§ **What is needed**: Using the word "abcd" as the filter, copy each matching line from the records.
==== Given data ====
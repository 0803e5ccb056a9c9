//! Board statistics - bulk generation with invariant checks
//!
//! Rolls many boards, checks each one's structure and reports how often the
//! checks fail along with word counts and letter frequencies.

use crate::core::{ALPHABET_SIZE, Board, BoardError, FREQUENCY_CAP, Lexicon, letter_index};
use crate::game::{GameConfig, find_words};
use indicatif::{ProgressBar, ProgressStyle};
use std::time::{Duration, Instant};

/// One structural problem found on a generated board
#[derive(Debug, Clone, PartialEq, Eq)]
pub enum Violation {
    /// A cell's neighbor count does not match its place on the grid
    Degree { index: usize, degree: usize },
    /// A cell lists a neighbor that does not list it back
    Asymmetric { from: usize, to: usize },
    /// A letter appears more often than the cap allows
    OverCap { letter: char, count: u8 },
    /// A 'q' with no 'u' beside it
    LonelyQ { index: usize },
}

/// Statistics from generating many boards
#[derive(Debug)]
pub struct BoardStatistics {
    pub boards: usize,
    /// Boards where at least one draw had to exceed the cap
    pub starved: usize,
    pub violations: Vec<(usize, Violation)>,
    pub total_words: usize,
    pub best_board: Option<(String, usize)>,
    pub letter_totals: [usize; ALPHABET_SIZE],
    pub total_time: Duration,
}

impl BoardStatistics {
    #[must_use]
    pub fn average_words(&self) -> f64 {
        if self.boards == 0 {
            0.0
        } else {
            self.total_words as f64 / self.boards as f64
        }
    }

    /// Share of all cells showing each letter
    #[must_use]
    pub fn letter_frequencies(&self) -> [f64; ALPHABET_SIZE] {
        let cells: usize = self.letter_totals.iter().sum();
        let mut frequencies = [0.0; ALPHABET_SIZE];
        if cells > 0 {
            for (frequency, &total) in frequencies.iter_mut().zip(&self.letter_totals) {
                *frequency = total as f64 / cells as f64;
            }
        }
        frequencies
    }
}

/// Number of neighbors a cell at `index` must have
fn expected_degree(board: &Board, index: usize) -> usize {
    let last = board.side() - 1;
    let (row, col) = (index / board.side(), index % board.side());
    match (row == 0 || row == last, col == 0 || col == last) {
        (true, true) => 3,
        (true, false) | (false, true) => 5,
        (false, false) => 8,
    }
}

/// Every structural problem on `board`
#[must_use]
pub fn check_board(board: &Board) -> Vec<Violation> {
    let mut violations = Vec::new();

    for (index, cell) in board.cells().iter().enumerate() {
        let degree = cell.neighbors().len();
        if degree != expected_degree(board, index) {
            violations.push(Violation::Degree { index, degree });
        }
        for &neighbor in cell.neighbors() {
            if !board.cell_at(neighbor).neighbors().contains(&index) {
                violations.push(Violation::Asymmetric {
                    from: index,
                    to: neighbor,
                });
            }
        }
        if cell.letter() == b'q'
            && !cell
                .neighbors()
                .iter()
                .any(|&n| board.cell_at(n).letter() == b'u')
        {
            violations.push(Violation::LonelyQ { index });
        }
    }

    // A starved draw is allowed past the cap, and each 'q' may add a 'u'
    if board.fallback_draws() == 0 {
        for letter in b'a'..=b'z' {
            let count = board.count_of(letter);
            let allowed = if letter == b'u' {
                FREQUENCY_CAP + board.count_of(b'q')
            } else {
                FREQUENCY_CAP
            };
            if count > allowed {
                violations.push(Violation::OverCap {
                    letter: letter as char,
                    count,
                });
            }
        }
    }

    violations
}

/// Generate `count` boards and collect statistics
///
/// With a seed in `config` the whole run is reproducible.
///
/// # Errors
/// Returns `BoardError` if a board cannot be generated.
pub fn run_stats(
    config: &GameConfig,
    lexicon: &Lexicon,
    count: usize,
    show_progress: bool,
) -> Result<BoardStatistics, BoardError> {
    let pb = if show_progress {
        let pb = ProgressBar::new(count as u64);
        pb.set_style(
            ProgressStyle::default_bar()
                .template("{spinner:.green} [{bar:40.cyan/blue}] {pos}/{len} ({percent}%) | {msg}")
                .unwrap_or_else(|_| ProgressStyle::default_bar())
                .progress_chars("█▓▒░"),
        );
        pb
    } else {
        ProgressBar::hidden()
    };

    let mut rng = config.rng();
    let mut stats = BoardStatistics {
        boards: 0,
        starved: 0,
        violations: Vec::new(),
        total_words: 0,
        best_board: None,
        letter_totals: [0; ALPHABET_SIZE],
        total_time: Duration::ZERO,
    };

    let start = Instant::now();
    for board_number in 0..count {
        let board = Board::generate(config.dimension, &mut rng)?;
        stats.boards += 1;

        if board.fallback_draws() > 0 {
            stats.starved += 1;
        }
        stats
            .violations
            .extend(check_board(&board).into_iter().map(|v| (board_number, v)));

        for cell in board.cells() {
            if let Ok(slot) = letter_index(cell.letter()) {
                stats.letter_totals[slot] += 1;
            }
        }

        let words = find_words(&board, lexicon).len();
        stats.total_words += words;
        if stats.best_board.as_ref().is_none_or(|(_, best)| words > *best) {
            stats.best_board = Some((board.rows().collect::<Vec<_>>().join(" "), words));
        }

        if board_number % 10 == 0 {
            pb.set_message(format!("Avg words: {:.1}", stats.average_words()));
        }
        pb.inc(1);
    }
    pb.finish_with_message("Complete!");

    stats.total_time = start.elapsed();
    if !stats.violations.is_empty() {
        log::warn!("{} invariant violations found", stats.violations.len());
    }
    Ok(stats)
}

#[cfg(test)]
mod tests {
    use super::*;
    use crate::core::Dimension;
    use crate::wordlists::loader::lexicon_from_slice;

    #[test]
    fn generated_boards_pass_every_check() {
        let lexicon = lexicon_from_slice(&["tea", "eat", "ate"]);
        for dimension in [Dimension::Standard, Dimension::Big] {
            let config = GameConfig::new(dimension).with_seed(Some(11));
            let stats = run_stats(&config, &lexicon, 50, false).unwrap();

            assert_eq!(stats.boards, 50);
            assert!(stats.violations.is_empty(), "{:?}", stats.violations);
            let cells: usize = stats.letter_totals.iter().sum();
            assert_eq!(cells, 50 * dimension.cell_count());
        }
    }

    #[test]
    fn lonely_q_is_reported() {
        let board = Board::from_letters(Dimension::Standard, "qabc defg hijk lmno").unwrap();
        assert_eq!(check_board(&board), vec![Violation::LonelyQ { index: 0 }]);
    }

    #[test]
    fn letter_over_cap_is_reported() {
        let board = Board::from_letters(Dimension::Standard, "aaaa abcd efgh ijkl").unwrap();
        assert_eq!(
            check_board(&board),
            vec![Violation::OverCap {
                letter: 'a',
                count: 5
            }]
        );
    }

    #[test]
    fn fixed_layout_within_rules_is_clean() {
        let board = Board::from_letters(Dimension::Standard, "quit abcd efgh ijkl").unwrap();
        assert!(check_board(&board).is_empty());
    }

    #[test]
    fn frequencies_sum_to_one() {
        let lexicon = Lexicon::new();
        let config = GameConfig::default().with_seed(Some(3));
        let stats = run_stats(&config, &lexicon, 10, false).unwrap();

        let total: f64 = stats.letter_frequencies().iter().sum();
        assert!((total - 1.0).abs() < 1e-9);
        assert!(stats.average_words().abs() < f64::EPSILON);
        assert!(stats.best_board.is_some());
    }
}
====
§ **Solution for this exercise**:
        let board = Board::from_letters(Dimension::Standard, "aaaa abcd efgh ijkl").unwrap();
        let board = Board::from_letters(Dimension::Standard, "quit abcd efgh ijkl").unwrap();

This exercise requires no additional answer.